A compter du 1er octobre 20181, les personnes soumises au droit de la commande publique devront mettre à disposition les « données essentielles » de leurs marchés publics2 et de leurs concessions, en libre accès et dans un format réutilisable. S’il faut encore que des opérateurs se saisissent de cette opportunité pour développer de nouveaux services, les perspectives qui s’ouvrent sont prometteuses.
Mettre à disposition les données essentielles de la commande publique consiste, pour les pouvoirs adjudicateurs, à les partager sur leur profil d’acheteur – une plateforme Internet dédiée à la commande publique, dont l’usage deviendra obligatoire à compter du 1er octobre 2018. Il ne s’agit plus, comme antérieurement, d’une simple obligation d’information du public, le plus souvent satisfaite par la mise en ligne, une fois par an, d’un fichier excel récapitulant les contrats de commande publique conclus l’année précédente.

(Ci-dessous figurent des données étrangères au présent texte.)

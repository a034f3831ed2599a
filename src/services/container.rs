//! Service Container - Centralized service access.
//!
//! Wires repositories into service implementations and exposes them
//! behind trait objects for dependency injection.

use std::sync::Arc;

use super::{
    AuthService, Authenticator, EmployeeManager, EmployeeService, RoleManager, RoleService,
    UserManager, UserService,
};
use crate::config::Config;
use crate::infra::{EmployeeStore, RoleStore, UserStore};

/// Service container trait for dependency injection.
pub trait ServiceContainer: Send + Sync {
    /// Get authentication service
    fn auth(&self) -> Arc<dyn AuthService>;

    /// Get employee service
    fn employees(&self) -> Arc<dyn EmployeeService>;

    /// Get role service
    fn roles(&self) -> Arc<dyn RoleService>;

    /// Get user service
    fn users(&self) -> Arc<dyn UserService>;
}

/// Concrete implementation of ServiceContainer
pub struct Services {
    auth_service: Arc<dyn AuthService>,
    employee_service: Arc<dyn EmployeeService>,
    role_service: Arc<dyn RoleService>,
    user_service: Arc<dyn UserService>,
}

impl Services {
    /// Create a new service container with all services initialized
    pub fn new(
        auth_service: Arc<dyn AuthService>,
        employee_service: Arc<dyn EmployeeService>,
        role_service: Arc<dyn RoleService>,
        user_service: Arc<dyn UserService>,
    ) -> Self {
        Self {
            auth_service,
            employee_service,
            role_service,
            user_service,
        }
    }

    /// Create service container from database connection and config
    pub fn from_connection(db: sea_orm::DatabaseConnection, config: Config) -> Self {
        let employees = Arc::new(EmployeeStore::new(db.clone()));
        let roles = Arc::new(RoleStore::new(db.clone()));
        let users = Arc::new(UserStore::new(db));

        let auth_service = Arc::new(Authenticator::new(
            users.clone(),
            employees.clone(),
            roles.clone(),
            config,
        ));
        let employee_service = Arc::new(EmployeeManager::new(
            employees.clone(),
            roles.clone(),
            users.clone(),
        ));
        let role_service = Arc::new(RoleManager::new(roles, employees.clone()));
        let user_service = Arc::new(UserManager::new(users, employees));

        Self {
            auth_service,
            employee_service,
            role_service,
            user_service,
        }
    }
}

impl ServiceContainer for Services {
    fn auth(&self) -> Arc<dyn AuthService> {
        self.auth_service.clone()
    }

    fn employees(&self) -> Arc<dyn EmployeeService> {
        self.employee_service.clone()
    }

    fn roles(&self) -> Arc<dyn RoleService> {
        self.role_service.clone()
    }

    fn users(&self) -> Arc<dyn UserService> {
        self.user_service.clone()
    }
}
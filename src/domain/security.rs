//! Security context passed explicitly into gated service calls.

use serde::{Deserialize, Serialize};

use crate::config::{ROLE_ADMIN, ROLE_HR};

/// Coarse principal role derived from the role name carried in the
/// verified credential. Any name other than "Admin"/"HR" is an ordinary
/// employee for authorization purposes.
#[derive(Debug, Clone, Copy, PartialEq, Eq, Serialize, Deserialize)]
pub enum PrincipalRole {
    Admin,
    Hr,
    Employee,
}

impl PrincipalRole {
    /// Elevated roles bypass self-service ownership checks.
    pub fn is_elevated(&self) -> bool {
        matches!(self, PrincipalRole::Admin | PrincipalRole::Hr)
    }

    pub fn is_admin(&self) -> bool {
        matches!(self, PrincipalRole::Admin)
    }
}

impl From<&str> for PrincipalRole {
    fn from(name: &str) -> Self {
        match name {
            ROLE_ADMIN => PrincipalRole::Admin,
            ROLE_HR => PrincipalRole::Hr,
            _ => PrincipalRole::Employee,
        }
    }
}

/// Authenticated principal for a single request.
///
/// Built by the transport layer from verified claims; the service layer
/// trusts it without re-verification. `principal_id` is a User id.
#[derive(Debug, Clone, Copy)]
pub struct SecurityContext {
    pub principal_id: i32,
    pub role: PrincipalRole,
}

impl SecurityContext {
    pub fn new(principal_id: i32, role: PrincipalRole) -> Self {
        Self { principal_id, role }
    }
}
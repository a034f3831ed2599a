//! EMS API - HTTP server and migration CLI.

use std::sync::Arc;

use clap::{Parser, Subcommand};
use tracing_subscriber::{layer::SubscriberExt, util::SubscriberInitExt};

use ems_api::api::{create_router, AppState};
use ems_api::config::Config;
use ems_api::infra::Database;

#[derive(Parser)]
#[command(name = "ems-api")]
#[command(about = "Employee management API")]
struct Cli {
    #[command(subcommand)]
    command: Commands,
}

#[derive(Subcommand)]
enum Commands {
    /// Start the HTTP server
    Serve,
    /// Database migration commands
    Migrate {
        #[command(subcommand)]
        action: MigrateCommands,
    },
}

#[derive(Subcommand)]
enum MigrateCommands {
    /// Run pending migrations
    Up,
    /// Rollback last migration
    Down,
    /// Reset database and run all migrations
    Fresh,
}

#[tokio::main]
async fn main() -> Result<(), Box<dyn std::error::Error>> {
    // Load environment variables
    dotenvy::dotenv().ok();

    // Initialize tracing
    tracing_subscriber::registry()
        .with(
            tracing_subscriber::EnvFilter::try_from_default_env()
                .unwrap_or_else(|_| "info".into()),
        )
        .with(tracing_subscriber::fmt::layer())
        .init();

    let cli = Cli::parse();
    let config = Config::from_env();

    match cli.command {
        Commands::Serve => {
            let database = Arc::new(Database::connect(&config.database_url).await?);
            let addr = config.server_addr();
            let state = AppState::from_config(database, config);
            let app = create_router(state);

            let listener = tokio::net::TcpListener::bind(&addr).await?;
            tracing::info!("Listening on {}", addr);
            axum::serve(listener, app).await?;
        }
        Commands::Migrate { action } => {
            let database = Database::connect_without_migrations(&config.database_url).await?;
            match action {
                MigrateCommands::Up => database.run_migrations().await?,
                MigrateCommands::Down => database.rollback_migration().await?,
                MigrateCommands::Fresh => database.fresh_migrations().await?,
            }
            tracing::info!("Migration command completed");
        }
    }

    Ok(())
}
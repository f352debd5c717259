pub mod output_path;
pub mod config;
pub mod content;
pub mod error;
pub mod state;
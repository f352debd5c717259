use std::path::Path;

use async_trait::async_trait;

use crate::models::error::CaptureError;
use crate::models::state::CaptureStatus;

/// Main capture session interface.
///
/// Lets presentation code hold a capture as `Box<dyn CaptureSession>`
/// regardless of the engine behind it.
#[async_trait]
pub trait CaptureSession: Send + Sync {
    /// Current status.
    fn status(&self) -> CaptureStatus;

    /// Current progress percentage (0-100).
    fn progress(&self) -> f32;

    /// Reason of the last failure, if the session failed.
    fn failure(&self) -> Option<CaptureError>;

    /// Capture `stream_url` into `destination`. Transitions: pending → downloading/failed.
    async fn start(&self, stream_url: &str, destination: &Path) -> Result<(), CaptureError>;

    /// Stop the engine and release its resources. Idempotent.
    fn dispose(&self);
}
use std::sync::atomic::{AtomicI32, Ordering};
use std::sync::Arc;

use stream_capture_core::{CaptureDelegate, CaptureError, CaptureStatus};

/// CaptureDelegate that forwards capture events to the log.
pub struct LogDelegate {
    label: String,
    last_percent: AtomicI32,
}

impl LogDelegate {
    pub fn new(label: impl Into<String>) -> Arc<Self> {
        Arc::new(Self {
            label: label.into(),
            last_percent: AtomicI32::new(-1),
        })
    }

    /// Record `percent`; returns whether it differs from the last one logged.
    fn advance(&self, percent: i32) -> bool {
        self.last_percent.swap(percent, Ordering::Relaxed) != percent
    }
}

impl CaptureDelegate for LogDelegate {
    fn on_status_changed(&self, status: CaptureStatus) {
        log::info!("[{}] status: {}", self.label, status);
    }

    fn on_progress_changed(&self, progress: f32) {
        // One line per whole percent.
        if self.advance(progress.floor() as i32) {
            log::info!("[{}] progress: {:.0}%", self.label, progress);
        }
    }

    fn on_error(&self, error: &CaptureError) {
        log::error!("[{}] capture error: {}", self.label, error);
    }
}
//! Well-known audio language codes and channel names.
//!
//! Stream sources label audio tracks with ISO 639-2 codes; some players only
//! match the ISO 639-1 short form, so both are offered as candidates.

/// Language code constants.
pub struct LanguageCodes;

impl LanguageCodes {
    pub const ENGLISH: &'static str = "eng";

    /// Onboard/team radio audio. Not an ISO code; stream sources use it to
    /// label the in-car track. Has no two-letter form.
    pub const ONBOARD: &'static str = "obc";
}

/// Channels carrying no commentary of their own (world feed, tracker,
/// data, pit lane). They play normal spoken-language audio.
pub const INFORMATIONAL_CHANNELS: &[&str] = &["WIF", "TRACKER", "DATA", "PIT LANE"];

/// ISO 639-2 code, ISO 639-1 code, English name.
const LANGUAGES: &[(&str, &str, &str)] = &[
    ("eng", "en", "English"),
    ("deu", "de", "German"),
    ("ger", "de", "German"),
    ("fra", "fr", "French"),
    ("fre", "fr", "French"),
    ("spa", "es", "Spanish"),
    ("nld", "nl", "Dutch"),
    ("dut", "nl", "Dutch"),
    ("por", "pt", "Portuguese"),
    ("ita", "it", "Italian"),
    ("jpn", "ja", "Japanese"),
    ("zho", "zh", "Chinese"),
    ("chi", "zh", "Chinese"),
    ("kor", "ko", "Korean"),
    ("rus", "ru", "Russian"),
    ("pol", "pl", "Polish"),
    ("hun", "hu", "Hungarian"),
    ("fin", "fi", "Finnish"),
    ("swe", "sv", "Swedish"),
    ("dan", "da", "Danish"),
    ("nor", "no", "Norwegian"),
    ("ara", "ar", "Arabic"),
    ("tur", "tr", "Turkish"),
];

fn lookup(code: &str) -> Option<&'static (&'static str, &'static str, &'static str)> {
    let code = code.trim();
    LANGUAGES
        .iter()
        .find(|(full, _, _)| full.eq_ignore_ascii_case(code))
}

/// Two-letter short code for a full language code, if one exists.
///
/// Only full codes are mapped: `two_letter_code("deu") == Some("de")`, while
/// `"de"`, sentinels like `"obc"` and unknown codes yield `None`.
pub fn two_letter_code(code: &str) -> Option<&'static str> {
    lookup(code).map(|(_, short, _)| *short)
}

/// English display name for a full code (`"Onboard"` for the sentinel).
pub fn language_name(code: &str) -> Option<&'static str> {
    if code.trim().eq_ignore_ascii_case(LanguageCodes::ONBOARD) {
        return Some("Onboard");
    }
    lookup(code).map(|(_, _, name)| *name)
}

pub fn is_informational_channel(name: &str) -> bool {
    let name = name.trim();
    INFORMATIONAL_CHANNELS
        .iter()
        .any(|channel| channel.eq_ignore_ascii_case(name))
}

#[cfg(test)]
mod tests {
    use super::*;

    #[test]
    fn english_maps_to_en() {
        assert_eq!(two_letter_code(LanguageCodes::ENGLISH), Some("en"));
        assert_eq!(two_letter_code("ENG"), Some("en"));
    }

    #[test]
    fn bibliographic_variants_share_short_code() {
        assert_eq!(two_letter_code("ger"), two_letter_code("deu"));
        assert_eq!(two_letter_code("fre"), Some("fr"));
    }

    #[test]
    fn sentinels_and_short_codes_have_no_mapping() {
        assert_eq!(two_letter_code(LanguageCodes::ONBOARD), None);
        assert_eq!(two_letter_code("de"), None);
        assert_eq!(two_letter_code(""), None);
        assert_eq!(two_letter_code("xyz"), None);
    }

    #[test]
    fn names() {
        assert_eq!(language_name("nld"), Some("Dutch"));
        assert_eq!(language_name("obc"), Some("Onboard"));
        assert_eq!(language_name("zzz"), None);
    }

    #[test]
    fn informational_channels_match_case_insensitively() {
        assert!(is_informational_channel("Data"));
        assert!(is_informational_channel("pit lane"));
        assert!(is_informational_channel(" WIF "));
        assert!(is_informational_channel("Tracker"));
        assert!(!is_informational_channel("Main Feed"));
        assert!(!is_informational_channel(""));
    }
}
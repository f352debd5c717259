use thiserror::Error;

use stream_capture_core::CaptureError;

/// Errors raised by the ffmpeg backend.
#[derive(Debug, Error)]
pub enum FfmpegError {
    #[error("failed to spawn {binary}: {source}")]
    Spawn {
        binary: String,
        #[source]
        source: std::io::Error,
    },

    #[error("ffprobe failed: {0}")]
    ProbeFailed(String),

    #[error("ffprobe timed out after {0}s")]
    ProbeTimeout(u64),

    #[error("invalid ffprobe output: {0}")]
    ProbeOutput(#[from] serde_json::Error),

    #[error("unsupported stream URL: {0}")]
    UnsupportedUrl(String),
}

impl From<FfmpegError> for CaptureError {
    fn from(e: FfmpegError) -> Self {
        match e {
            FfmpegError::UnsupportedUrl(_) => CaptureError::InvalidInput(e.to_string()),
            FfmpegError::Spawn { .. } => CaptureError::EngineRejected(e.to_string()),
            _ => CaptureError::EngineFault(e.to_string()),
        }
    }
}

#[cfg(test)]
mod tests {
    use super::*;

    #[test]
    fn maps_to_capture_errors() {
        let spawn = FfmpegError::Spawn {
            binary: "ffmpeg".into(),
            source: std::io::Error::new(std::io::ErrorKind::NotFound, "not found"),
        };
        assert!(matches!(
            CaptureError::from(spawn),
            CaptureError::EngineRejected(_)
        ));
        assert!(matches!(
            CaptureError::from(FfmpegError::UnsupportedUrl("-i".into())),
            CaptureError::InvalidInput(_)
        ));
        assert!(matches!(
            CaptureError::from(FfmpegError::ProbeTimeout(30)),
            CaptureError::EngineFault(_)
        ));
    }
}
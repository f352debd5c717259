use crate::models::error::CaptureError;
use crate::models::state::CaptureStatus;

/// Change notifications for a capture session.
///
/// Methods are called from whichever thread produced the change: the caller
/// of `start` or an engine thread. Implementations should marshal to the UI
/// thread if needed.
pub trait CaptureDelegate: Send + Sync {
    /// Called when the status changes.
    fn on_status_changed(&self, status: CaptureStatus);

    /// Called with every progress update (percentage, 0-100).
    fn on_progress_changed(&self, progress: f32);

    /// Called when the capture fails, right before the `Failed` status change.
    fn on_error(&self, error: &CaptureError);
}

Périmètre de l’obligation – Désormais les données doivent être publiées dans un délai courant à compter de la conclusion du contrat, d’un de ses avenants ou de chaque date anniversaire s’agissant des données concernant l’exécution des contrats. Elles doivent dans un premier temps être mises à disposition sous un format XML ou JSON, qui sont les formats de fichiers adaptés pour la réutilisation en masse des données sans retraitement manuel. Ces formats n’étant pas lisibles avec une installation bureautique classique, les personnes publiques devront également proposer un moteur de recherche permettant de les consulter. Elles devront donc disposer d’un outil retraitant les données qu’elles mettent à disposition.
Un arrêté du 14 avril 2017 précise les informations qui doivent être mises à disposition et les normes de présentation, afin d’accélérer leur standardisation et leur interopérabilité, et de faciliter leur exploitation commerciale. On peut notamment citer : volume prévisionnel de commande, nom de l’attributaire, critères d’attribution, et pour les concessions, montants prévisionnels des ressources tierces (redevances et subventions) attendues dans le cadre du contrat concerné. L’offre financière ne fait pas partie des données qui doivent être partagées, mais il est vrai que dans un certain nombre de cas elle est couverte par le secret industriel et commercial (cas de dispense de publication déjà prévu par les textes).
Les personnes publiques qui le souhaitent peuvent bien entendu publier des données non prévues par les textes. Le ministère de l’Economie travaille d’ailleurs sur des référentiels de données dits « étendus », non obligatoires, qui constitueraient un référentiel de bonnes pratiques pour les personnes publiques. Et qui pourraient à terme venir étendre la liste des informations à publier obligatoirement. Parmi celles-ci, on peut envisager : les noms des concurrents évincés, l’intervention de sous-traitants, l’offre de prix de l’attributaire (cf. supra), l’accès aux documents constituant le dossier de consultation des entreprises, ou encore les clauses sociales ou environnementales potentiellement prévues dans le marché.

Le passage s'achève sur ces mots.